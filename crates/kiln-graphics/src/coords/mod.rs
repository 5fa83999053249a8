//! Coordinate and geometry types consumed by the draw pipeline.
//!
//! Canonical pixel space:
//! - Origin top-left
//! - +X right, +Y down
//!
//! Views convert world coordinates to normalized device coordinates; the
//! render target converts those to driver viewport space (origin bottom-left).

mod rect;
mod transform;
mod vec2;
mod view;

pub use rect::{IntRect, Rect};
pub use transform::Transform;
pub use vec2::{Vec2, Vec2i, Vec2u};
pub use view::View;
use crate::coords::{Transform, Vec2};
use crate::paint::Color;

/// Value for a scalar, vector or matrix uniform.
///
/// Booleans upload as integers. Matrices are column-major.
#[derive(Debug, Copy, Clone, PartialEq)]
pub enum Uniform {
    Float(f32),
    Vec2([f32; 2]),
    Vec3([f32; 3]),
    Vec4([f32; 4]),
    Int(i32),
    IVec2([i32; 2]),
    IVec3([i32; 3]),
    IVec4([i32; 4]),
    Bool(bool),
    BVec2([bool; 2]),
    BVec3([bool; 3]),
    BVec4([bool; 4]),
    Mat3([f32; 9]),
    Mat4([f32; 16]),
}

impl From<f32> for Uniform {
    fn from(v: f32) -> Self {
        Uniform::Float(v)
    }
}

impl From<i32> for Uniform {
    fn from(v: i32) -> Self {
        Uniform::Int(v)
    }
}

impl From<bool> for Uniform {
    fn from(v: bool) -> Self {
        Uniform::Bool(v)
    }
}

impl From<Vec2> for Uniform {
    fn from(v: Vec2) -> Self {
        Uniform::Vec2([v.x, v.y])
    }
}

/// Normalized RGBA.
impl From<Color> for Uniform {
    fn from(c: Color) -> Self {
        Uniform::Vec4(c.to_normalized())
    }
}

/// Full 4×4 matrix of the transform.
impl From<Transform> for Uniform {
    fn from(t: Transform) -> Self {
        Uniform::Mat4(t.matrix())
    }
}

fn bools<const N: usize>(v: [bool; N]) -> [i32; N] {
    v.map(i32::from)
}

/// Driver-ready payload of a uniform value.
pub(super) enum Payload {
    Floats(Vec<f32>),
    Ints(Vec<i32>),
    Mat3([f32; 9]),
    Mat4([f32; 16]),
}

impl Uniform {
    pub(super) fn payload(self) -> Payload {
        match self {
            Uniform::Float(v) => Payload::Floats(vec![v]),
            Uniform::Vec2(v) => Payload::Floats(v.to_vec()),
            Uniform::Vec3(v) => Payload::Floats(v.to_vec()),
            Uniform::Vec4(v) => Payload::Floats(v.to_vec()),
            Uniform::Int(v) => Payload::Ints(vec![v]),
            Uniform::IVec2(v) => Payload::Ints(v.to_vec()),
            Uniform::IVec3(v) => Payload::Ints(v.to_vec()),
            Uniform::IVec4(v) => Payload::Ints(v.to_vec()),
            Uniform::Bool(v) => Payload::Ints(vec![i32::from(v)]),
            Uniform::BVec2(v) => Payload::Ints(bools(v).to_vec()),
            Uniform::BVec3(v) => Payload::Ints(bools(v).to_vec()),
            Uniform::BVec4(v) => Payload::Ints(bools(v).to_vec()),
            Uniform::Mat3(m) => Payload::Mat3(m),
            Uniform::Mat4(m) => Payload::Mat4(m),
        }
    }
}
- - - - - - -
WHAT YOU NEED TO DO: Would you please write out the entries again exactly?

EXERCISE ANSWER:
filename crates/kiln-graphics/src/coords/mod.rs
repository 5fa83999053249a8
//! Coordinate and geometry types consumed by the draw pipeline.
//!
//! Canonical pixel space:
//! - Origin top-left
//! - +X right, +Y down
//!
//! Views convert world coordinates to normalized device coordinates; the
//! render target converts those to driver viewport space (origin bottom-left).

mod rect;
mod transform;
mod vec2;
mod view;

pub use rect::{IntRect, Rect};
pub use transform::Transform;
pub use vec2::{Vec2, Vec2i, Vec2u};
pub use view::View;
use crate::coords::{Transform, Vec2};
use crate::paint::Color;

/// Value for a scalar, vector or matrix uniform.
///
/// Booleans upload as integers. Matrices are column-major.
#[derive(Debug, Copy, Clone, PartialEq)]
pub enum Uniform {
    Float(f32),
    Vec2([f32; 2]),
    Vec3([f32; 3]),
    Vec4([f32; 4]),
    Int(i32),
    IVec2([i32; 2]),
    IVec3([i32; 3]),
    IVec4([i32; 4]),
    Bool(bool),
    BVec2([bool; 2]),
    BVec3([bool; 3]),
    BVec4([bool; 4]),
    Mat3([f32; 9]),
    Mat4([f32; 16]),
}

impl From<f32> for Uniform {
    fn from(v: f32) -> Self {
        Uniform::Float(v)
    }
}

impl From<i32> for Uniform {
    fn from(v: i32) -> Self {
        Uniform::Int(v)
    }
}

impl From<bool> for Uniform {
    fn from(v: bool) -> Self {
        Uniform::Bool(v)
    }
}

impl From<Vec2> for Uniform {
    fn from(v: Vec2) -> Self {
        Uniform::Vec2([v.x, v.y])
    }
}

/// Normalized RGBA.
impl From<Color> for Uniform {
    fn from(c: Color) -> Self {
        Uniform::Vec4(c.to_normalized())
    }
}

/// Full 4×4 matrix of the transform.
impl From<Transform> for Uniform {
    fn from(t: Transform) -> Self {
        Uniform::Mat4(t.matrix())
    }
}

fn bools<const N: usize>(v: [bool; N]) -> [i32; N] {
    v.map(i32::from)
}

/// Driver-ready payload of a uniform value.
pub(super) enum Payload {
    Floats(Vec<f32>),
    Ints(Vec<i32>),
    Mat3([f32; 9]),
    Mat4([f32; 16]),
}

impl Uniform {
    pub(super) fn payload(self) -> Payload {
        match self {
            Uniform::Float(v) => Payload::Floats(vec![v]),
            Uniform::Vec2(v) => Payload::Floats(v.to_vec()),
            Uniform::Vec3(v) => Payload::Floats(v.to_vec()),
            Uniform::Vec4(v) => Payload::Floats(v.to_vec()),
            Uniform::Int(v) => Payload::Ints(vec![v]),
            Uniform::IVec2(v) => Payload::Ints(v.to_vec()),
            Uniform::IVec3(v) => Payload::Ints(v.to_vec()),
            Uniform::IVec4(v) => Payload::Ints(v.to_vec()),
            Uniform::Bool(v) => Payload::Ints(vec![i32::from(v)]),
            Uniform::BVec2(v) => Payload::Ints(bools(v).to_vec()),
            Uniform::BVec3(v) => Payload::Ints(bools(v).to_vec()),
            Uniform::BVec4(v) => Payload::Ints(bools(v).to_vec()),
            Uniform::Mat3(m) => Payload::Mat3(m),
            Uniform::Mat4(m) => Payload::Mat4(m),
        }
    }
}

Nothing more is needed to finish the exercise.